An investment in our securities involves a high degree of risk. Our business is influenced by many factors that are difficult to predict and beyond our control and that involve uncertainties that may materially affect our results of operations, financial condition and cash flows, or the value of the securities. These risks and uncertainties include those described in other documents incorporated by reference into this prospectus. You should carefully consider the risks described in our filings with the SEC referred to under the heading “Where You Can Find More Information,” including our most recent annual report on Form 10-K and quarterly reports on Form 10-Q and other reports and documents we file with the SEC after the date of this prospectus that are incorporated by reference herein, together with all of the other information included in this prospectus, the applicable prospectus supplement and the documents we incorporate by reference.

 

If any of these risks were to occur, our business, financial condition, results of operations or cash flows could be adversely affected.
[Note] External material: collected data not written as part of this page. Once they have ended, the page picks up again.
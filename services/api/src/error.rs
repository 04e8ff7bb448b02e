//! Custom error types for the API service

use axum::{
    Json,
    http::StatusCode,
    response::{IntoResponse, Response},
};
use models::wire::ApiFailure;
use thiserror::Error;
use tracing::error;

use crate::tmdb::TmdbError;

/// Custom error type for the API service
#[derive(Error, Debug)]
pub enum ApiError {
    /// Missing or invalid credentials
    #[error("Unauthorized")]
    Unauthorized,

    /// Authenticated but not allowed
    #[error("Forbidden: {0}")]
    Forbidden(String),

    /// Resource does not exist
    #[error("Not found: {0}")]
    NotFound(String),

    /// Resource already exists
    #[error("Conflict: {0}")]
    Conflict(String),

    /// Bad request with message
    #[error("Bad request: {0}")]
    BadRequest(String),

    /// Too many failed attempts
    #[error("Too many requests")]
    TooManyRequests,

    /// Upstream movie database failure
    #[error("Upstream error: {0}")]
    Upstream(#[from] TmdbError),

    /// Internal server error
    #[error("Internal server error")]
    InternalServerError,
}

impl ApiError {
    /// Log an internal failure and hide its details from the client
    pub fn internal(context: &str, e: impl std::fmt::Display) -> Self {
        error!("{}: {}", context, e);
        ApiError::InternalServerError
    }
}

impl IntoResponse for ApiError {
    fn into_response(self) -> Response {
        let (status, error_message) = match self {
            ApiError::Unauthorized => (StatusCode::UNAUTHORIZED, "Unauthorized".to_string()),
            ApiError::Forbidden(msg) => (StatusCode::FORBIDDEN, msg),
            ApiError::NotFound(msg) => (StatusCode::NOT_FOUND, msg),
            ApiError::Conflict(msg) => (StatusCode::CONFLICT, msg),
            ApiError::BadRequest(msg) => (StatusCode::BAD_REQUEST, msg),
            ApiError::TooManyRequests => (
                StatusCode::TOO_MANY_REQUESTS,
                "Too many attempts, try again later".to_string(),
            ),
            ApiError::Upstream(TmdbError::NotFound) => {
                (StatusCode::NOT_FOUND, "Movie not found".to_string())
            }
            ApiError::Upstream(e) => {
                error!("Upstream movie database error: {}", e);
                (
                    StatusCode::BAD_GATEWAY,
                    "Movie service unavailable".to_string(),
                )
            }
            ApiError::InternalServerError => (
                StatusCode::INTERNAL_SERVER_ERROR,
                "Internal server error".to_string(),
            ),
        };

        (status, Json(ApiFailure::new(error_message))).into_response()
    }
}

/// Type alias for API results
pub type ApiResult<T> = Result<T, ApiError>;
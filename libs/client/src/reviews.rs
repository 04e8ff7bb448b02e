//! Review data client and deletion flow

use async_trait::async_trait;
use models::{NewReview, Review};
use tracing::{info, warn};
use uuid::Uuid;

use crate::{
    envelope::{decode_item, decode_list},
    error::{ClientError, ClientResult},
    http::ApiClient,
    session::{AuthToken, Session},
};

/// Transport for `/reviews/*`
///
/// Implementations only move data; validation and ownership checks belong
/// to the callers.
#[async_trait]
pub trait ReviewApi: Send + Sync {
    async fn list(&self, movie_id: i64) -> ClientResult<Vec<Review>>;
    async fn create(&self, payload: &NewReview, token: &AuthToken) -> ClientResult<Review>;
    async fn delete(&self, review_id: Uuid, token: &AuthToken) -> ClientResult<()>;
}

/// Client for `/reviews/*`
#[derive(Clone, Debug)]
pub struct ReviewClient {
    api: ApiClient,
}

impl ReviewClient {
    pub fn new(api: ApiClient) -> Self {
        Self { api }
    }
}

#[async_trait]
impl ReviewApi for ReviewClient {
    async fn list(&self, movie_id: i64) -> ClientResult<Vec<Review>> {
        let body = self
            .api
            .send(self.api.get(&format!("/reviews/{}", movie_id)))
            .await?;
        Ok(decode_list(&body)?)
    }

    async fn create(&self, payload: &NewReview, token: &AuthToken) -> ClientResult<Review> {
        let request = ApiClient::authorized(self.api.post("/reviews"), token).json(payload);
        let body = self.api.send(request).await?;
        Ok(decode_item(&body)?)
    }

    async fn delete(&self, review_id: Uuid, token: &AuthToken) -> ClientResult<()> {
        let request = ApiClient::authorized(self.api.delete(&format!("/reviews/{}", review_id)), token);
        self.api.send(request).await?;
        Ok(())
    }
}

/// Delete a review on behalf of the signed-in user
///
/// Anonymous callers and non-owners are rejected before any request is
/// made; the backend repeats the ownership check.
pub async fn delete_review(session: &Session, review: &Review, api: &dyn ReviewApi) -> ClientResult<()> {
    let (user, token) = session
        .credentials()
        .ok_or(ClientError::AuthenticationRequired)?;

    if !review.is_owned_by(user.id) {
        warn!(
            "User {} attempted to delete review {} owned by {}",
            user.id, review.id, review.user_id
        );
        return Err(ClientError::NotOwner);
    }

    api.delete(review.id, token).await?;
    info!("Deleted review {}", review.id);
    Ok(())
}
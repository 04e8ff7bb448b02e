//! Rate limiter for login attempts

use std::collections::HashMap;
use std::sync::Arc;
use std::time::{Duration, Instant};
use tokio::sync::Mutex;
use tracing::{debug, info};

/// Rate limiter configuration
#[derive(Debug, Clone)]
pub struct RateLimiterConfig {
    /// Maximum number of attempts allowed
    pub max_attempts: u32,
    /// Time window in seconds
    pub window_seconds: u64,
    /// Ban duration in seconds
    pub ban_duration_seconds: u64,
}

impl Default for RateLimiterConfig {
    fn default() -> Self {
        Self {
            max_attempts: 5,
            window_seconds: 300,       // 5 minutes
            ban_duration_seconds: 900, // 15 minutes
        }
    }
}

#[derive(Debug)]
struct RateLimiterEntry {
    attempts: u32,
    last_attempt: Instant,
    ban_expires: Option<Instant>,
}

impl RateLimiterEntry {
    fn new(now: Instant) -> Self {
        Self {
            attempts: 0,
            last_attempt: now,
            ban_expires: None,
        }
    }

    fn is_banned(&self, now: Instant) -> bool {
        self.ban_expires.is_some_and(|expires| now < expires)
    }

    /// Nothing left to remember: no live ban and the window has passed
    fn is_stale(&self, now: Instant, window: Duration) -> bool {
        !self.is_banned(now) && now.duration_since(self.last_attempt) >= window
    }
}

#[derive(Debug)]
struct AttemptTable {
    entries: HashMap<String, RateLimiterEntry>,
    last_sweep: Instant,
}

impl AttemptTable {
    /// Drop stale entries at most once per window
    fn sweep(&mut self, now: Instant, window: Duration) {
        if now.duration_since(self.last_sweep) < window {
            return;
        }

        let before = self.entries.len();
        self.entries.retain(|_, entry| !entry.is_stale(now, window));
        self.last_sweep = now;

        let evicted = before - self.entries.len();
        if evicted > 0 {
            debug!("Evicted {} stale login rate limit entries", evicted);
        }
    }
}

/// Rate limiter keyed by an arbitrary string (login name here)
#[derive(Debug, Clone)]
pub struct RateLimiter {
    config: RateLimiterConfig,
    table: Arc<Mutex<AttemptTable>>,
}

impl RateLimiter {
    /// Create a new rate limiter
    pub fn new(config: RateLimiterConfig) -> Self {
        Self {
            config,
            table: Arc::new(Mutex::new(AttemptTable {
                entries: HashMap::new(),
                last_sweep: Instant::now(),
            })),
        }
    }

    fn window(&self) -> Duration {
        Duration::from_secs(self.config.window_seconds)
    }

    /// Record an attempt for `key` and report whether it may proceed
    pub async fn is_allowed(&self, key: &str) -> bool {
        let mut table = self.table.lock().await;
        let now = Instant::now();
        let window = self.window();

        table.sweep(now, window);

        let entry = table
            .entries
            .entry(key.to_string())
            .or_insert_with(|| RateLimiterEntry::new(now));

        if entry.is_banned(now) {
            return false;
        }
        if entry.ban_expires.take().is_some() || entry.is_stale(now, window) {
            entry.attempts = 0;
        }

        if entry.attempts >= self.config.max_attempts {
            entry.ban_expires = Some(now + Duration::from_secs(self.config.ban_duration_seconds));
            info!(
                "Blocked login for {} for {} seconds",
                key, self.config.ban_duration_seconds
            );
            return false;
        }

        entry.attempts += 1;
        entry.last_attempt = now;

        true
    }

    /// Forget the attempts recorded for `key`, after a successful login
    pub async fn reset(&self, key: &str) {
        self.table.lock().await.entries.remove(key);
    }

    #[cfg(test)]
    async fn tracked_keys(&self) -> usize {
        self.table.lock().await.entries.len()
    }
}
You could lose all or part of your investment. When we offer and sell any securities pursuant to a prospectus supplement, we may include additional risk factors relevant to that offering in the prospectus supplement.

 

USE OF PROCEEDS

 

Unless we inform you otherwise in an applicable prospectus supplement, we expect to use the net proceeds from the sale of securities that we may offer and sell from time to time under this prospectus for general corporate purposes. These purposes may include the repayment, refinancing or redemption of indebtedness, capital expenditures and business acquisitions. Pending any specific application, we may initially invest funds in short-term marketable securities or apply them to the reduction of short-term indebtedness.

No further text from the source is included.